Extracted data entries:
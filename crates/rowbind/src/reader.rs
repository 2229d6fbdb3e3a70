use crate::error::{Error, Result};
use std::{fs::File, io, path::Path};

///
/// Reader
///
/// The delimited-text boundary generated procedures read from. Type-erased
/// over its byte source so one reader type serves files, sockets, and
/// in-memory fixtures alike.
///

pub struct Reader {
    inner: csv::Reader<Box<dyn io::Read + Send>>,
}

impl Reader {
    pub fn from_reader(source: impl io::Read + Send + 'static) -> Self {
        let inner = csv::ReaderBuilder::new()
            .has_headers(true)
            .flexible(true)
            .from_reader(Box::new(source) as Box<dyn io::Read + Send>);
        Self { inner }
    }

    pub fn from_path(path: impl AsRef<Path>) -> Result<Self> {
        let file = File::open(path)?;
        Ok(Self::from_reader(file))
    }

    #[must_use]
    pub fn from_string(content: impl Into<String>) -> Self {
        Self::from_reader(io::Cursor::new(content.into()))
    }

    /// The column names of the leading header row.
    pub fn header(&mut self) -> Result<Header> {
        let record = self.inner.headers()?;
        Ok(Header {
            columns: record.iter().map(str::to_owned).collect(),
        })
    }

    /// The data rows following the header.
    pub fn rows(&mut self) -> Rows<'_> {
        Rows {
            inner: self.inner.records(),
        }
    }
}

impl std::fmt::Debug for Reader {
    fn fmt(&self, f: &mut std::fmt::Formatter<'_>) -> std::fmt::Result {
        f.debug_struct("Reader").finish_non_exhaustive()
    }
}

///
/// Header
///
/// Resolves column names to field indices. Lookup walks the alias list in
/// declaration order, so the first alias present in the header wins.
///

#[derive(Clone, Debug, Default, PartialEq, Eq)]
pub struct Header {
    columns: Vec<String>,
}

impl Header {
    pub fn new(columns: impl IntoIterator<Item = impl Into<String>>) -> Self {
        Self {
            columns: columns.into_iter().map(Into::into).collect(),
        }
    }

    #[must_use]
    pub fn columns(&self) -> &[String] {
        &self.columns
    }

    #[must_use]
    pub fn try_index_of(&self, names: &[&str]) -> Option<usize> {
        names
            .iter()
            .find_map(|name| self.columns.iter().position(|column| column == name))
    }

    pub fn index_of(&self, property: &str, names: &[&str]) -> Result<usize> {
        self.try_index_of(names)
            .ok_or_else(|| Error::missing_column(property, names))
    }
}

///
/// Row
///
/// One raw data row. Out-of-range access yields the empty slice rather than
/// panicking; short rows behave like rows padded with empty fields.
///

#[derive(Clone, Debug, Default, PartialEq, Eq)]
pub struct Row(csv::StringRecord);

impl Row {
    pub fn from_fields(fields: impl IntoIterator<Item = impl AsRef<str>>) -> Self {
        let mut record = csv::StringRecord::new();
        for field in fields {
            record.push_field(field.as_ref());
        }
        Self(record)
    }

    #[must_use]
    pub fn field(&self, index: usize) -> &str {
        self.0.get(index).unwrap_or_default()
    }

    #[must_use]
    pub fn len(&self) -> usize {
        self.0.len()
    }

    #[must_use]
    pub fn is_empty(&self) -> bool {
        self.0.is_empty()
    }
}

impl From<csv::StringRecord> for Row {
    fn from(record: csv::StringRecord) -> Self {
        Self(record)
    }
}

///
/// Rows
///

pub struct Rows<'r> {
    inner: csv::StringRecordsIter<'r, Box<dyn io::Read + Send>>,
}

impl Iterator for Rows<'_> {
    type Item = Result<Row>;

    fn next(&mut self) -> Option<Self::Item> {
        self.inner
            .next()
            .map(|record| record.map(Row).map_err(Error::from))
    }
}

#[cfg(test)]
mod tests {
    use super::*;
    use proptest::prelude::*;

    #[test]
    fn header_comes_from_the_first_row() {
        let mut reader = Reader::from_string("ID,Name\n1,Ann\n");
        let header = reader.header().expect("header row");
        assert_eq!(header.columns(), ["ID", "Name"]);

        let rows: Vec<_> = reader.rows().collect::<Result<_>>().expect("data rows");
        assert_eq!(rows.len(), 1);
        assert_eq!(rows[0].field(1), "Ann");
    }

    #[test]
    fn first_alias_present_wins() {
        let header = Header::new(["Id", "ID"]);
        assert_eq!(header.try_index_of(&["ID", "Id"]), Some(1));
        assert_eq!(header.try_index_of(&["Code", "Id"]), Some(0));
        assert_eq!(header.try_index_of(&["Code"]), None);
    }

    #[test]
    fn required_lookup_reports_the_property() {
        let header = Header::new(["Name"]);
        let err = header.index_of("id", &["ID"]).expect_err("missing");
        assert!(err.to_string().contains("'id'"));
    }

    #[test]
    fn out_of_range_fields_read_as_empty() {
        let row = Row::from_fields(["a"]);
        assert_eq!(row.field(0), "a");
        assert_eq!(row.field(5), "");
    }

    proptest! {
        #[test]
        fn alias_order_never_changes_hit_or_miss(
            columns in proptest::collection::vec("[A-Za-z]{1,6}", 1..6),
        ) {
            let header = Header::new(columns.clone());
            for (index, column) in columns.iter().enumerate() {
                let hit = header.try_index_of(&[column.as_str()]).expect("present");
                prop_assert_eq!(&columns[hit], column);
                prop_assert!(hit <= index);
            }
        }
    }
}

Exercise brief =
Return all of the lines above exactly, with none omitted.

Worked solution =
filename crates/rowbind/src/reader.rs
repository 2229d6fbdb3e3a70
use crate::error::{Error, Result};
use std::{fs::File, io, path::Path};

///
/// Reader
///
/// The delimited-text boundary generated procedures read from. Type-erased
/// over its byte source so one reader type serves files, sockets, and
/// in-memory fixtures alike.
///

pub struct Reader {
    inner: csv::Reader<Box<dyn io::Read + Send>>,
}

impl Reader {
    pub fn from_reader(source: impl io::Read + Send + 'static) -> Self {
        let inner = csv::ReaderBuilder::new()
            .has_headers(true)
            .flexible(true)
            .from_reader(Box::new(source) as Box<dyn io::Read + Send>);
        Self { inner }
    }

    pub fn from_path(path: impl AsRef<Path>) -> Result<Self> {
        let file = File::open(path)?;
        Ok(Self::from_reader(file))
    }

    #[must_use]
    pub fn from_string(content: impl Into<String>) -> Self {
        Self::from_reader(io::Cursor::new(content.into()))
    }

    /// The column names of the leading header row.
    pub fn header(&mut self) -> Result<Header> {
        let record = self.inner.headers()?;
        Ok(Header {
            columns: record.iter().map(str::to_owned).collect(),
        })
    }

    /// The data rows following the header.
    pub fn rows(&mut self) -> Rows<'_> {
        Rows {
            inner: self.inner.records(),
        }
    }
}

impl std::fmt::Debug for Reader {
    fn fmt(&self, f: &mut std::fmt::Formatter<'_>) -> std::fmt::Result {
        f.debug_struct("Reader").finish_non_exhaustive()
    }
}

///
/// Header
///
/// Resolves column names to field indices. Lookup walks the alias list in
/// declaration order, so the first alias present in the header wins.
///

#[derive(Clone, Debug, Default, PartialEq, Eq)]
pub struct Header {
    columns: Vec<String>,
}

impl Header {
    pub fn new(columns: impl IntoIterator<Item = impl Into<String>>) -> Self {
        Self {
            columns: columns.into_iter().map(Into::into).collect(),
        }
    }

    #[must_use]
    pub fn columns(&self) -> &[String] {
        &self.columns
    }

    #[must_use]
    pub fn try_index_of(&self, names: &[&str]) -> Option<usize> {
        names
            .iter()
            .find_map(|name| self.columns.iter().position(|column| column == name))
    }

    pub fn index_of(&self, property: &str, names: &[&str]) -> Result<usize> {
        self.try_index_of(names)
            .ok_or_else(|| Error::missing_column(property, names))
    }
}

///
/// Row
///
/// One raw data row. Out-of-range access yields the empty slice rather than
/// panicking; short rows behave like rows padded with empty fields.
///

#[derive(Clone, Debug, Default, PartialEq, Eq)]
pub struct Row(csv::StringRecord);

impl Row {
    pub fn from_fields(fields: impl IntoIterator<Item = impl AsRef<str>>) -> Self {
        let mut record = csv::StringRecord::new();
        for field in fields {
            record.push_field(field.as_ref());
        }
        Self(record)
    }

    #[must_use]
    pub fn field(&self, index: usize) -> &str {
        self.0.get(index).unwrap_or_default()
    }

    #[must_use]
    pub fn len(&self) -> usize {
        self.0.len()
    }

    #[must_use]
    pub fn is_empty(&self) -> bool {
        self.0.is_empty()
    }
}

impl From<csv::StringRecord> for Row {
    fn from(record: csv::StringRecord) -> Self {
        Self(record)
    }
}

///
/// Rows
///

pub struct Rows<'r> {
    inner: csv::StringRecordsIter<'r, Box<dyn io::Read + Send>>,
}

impl Iterator for Rows<'_> {
    type Item = Result<Row>;

    fn next(&mut self) -> Option<Self::Item> {
        self.inner
            .next()
            .map(|record| record.map(Row).map_err(Error::from))
    }
}

#[cfg(test)]
mod tests {
    use super::*;
    use proptest::prelude::*;

    #[test]
    fn header_comes_from_the_first_row() {
        let mut reader = Reader::from_string("ID,Name\n1,Ann\n");
        let header = reader.header().expect("header row");
        assert_eq!(header.columns(), ["ID", "Name"]);

        let rows: Vec<_> = reader.rows().collect::<Result<_>>().expect("data rows");
        assert_eq!(rows.len(), 1);
        assert_eq!(rows[0].field(1), "Ann");
    }

    #[test]
    fn first_alias_present_wins() {
        let header = Header::new(["Id", "ID"]);
        assert_eq!(header.try_index_of(&["ID", "Id"]), Some(1));
        assert_eq!(header.try_index_of(&["Code", "Id"]), Some(0));
        assert_eq!(header.try_index_of(&["Code"]), None);
    }

    #[test]
    fn required_lookup_reports_the_property() {
        let header = Header::new(["Name"]);
        let err = header.index_of("id", &["ID"]).expect_err("missing");
        assert!(err.to_string().contains("'id'"));
    }

    #[test]
    fn out_of_range_fields_read_as_empty() {
        let row = Row::from_fields(["a"]);
        assert_eq!(row.field(0), "a");
        assert_eq!(row.field(5), "");
    }

    proptest! {
        #[test]
        fn alias_order_never_changes_hit_or_miss(
            columns in proptest::collection::vec("[A-Za-z]{1,6}", 1..6),
        ) {
            let header = Header::new(columns.clone());
            for (index, column) in columns.iter().enumerate() {
                let hit = header.try_index_of(&[column.as_str()]).expect("present");
                prop_assert_eq!(&columns[hit], column);
                prop_assert!(hit <= index);
            }
        }
    }
}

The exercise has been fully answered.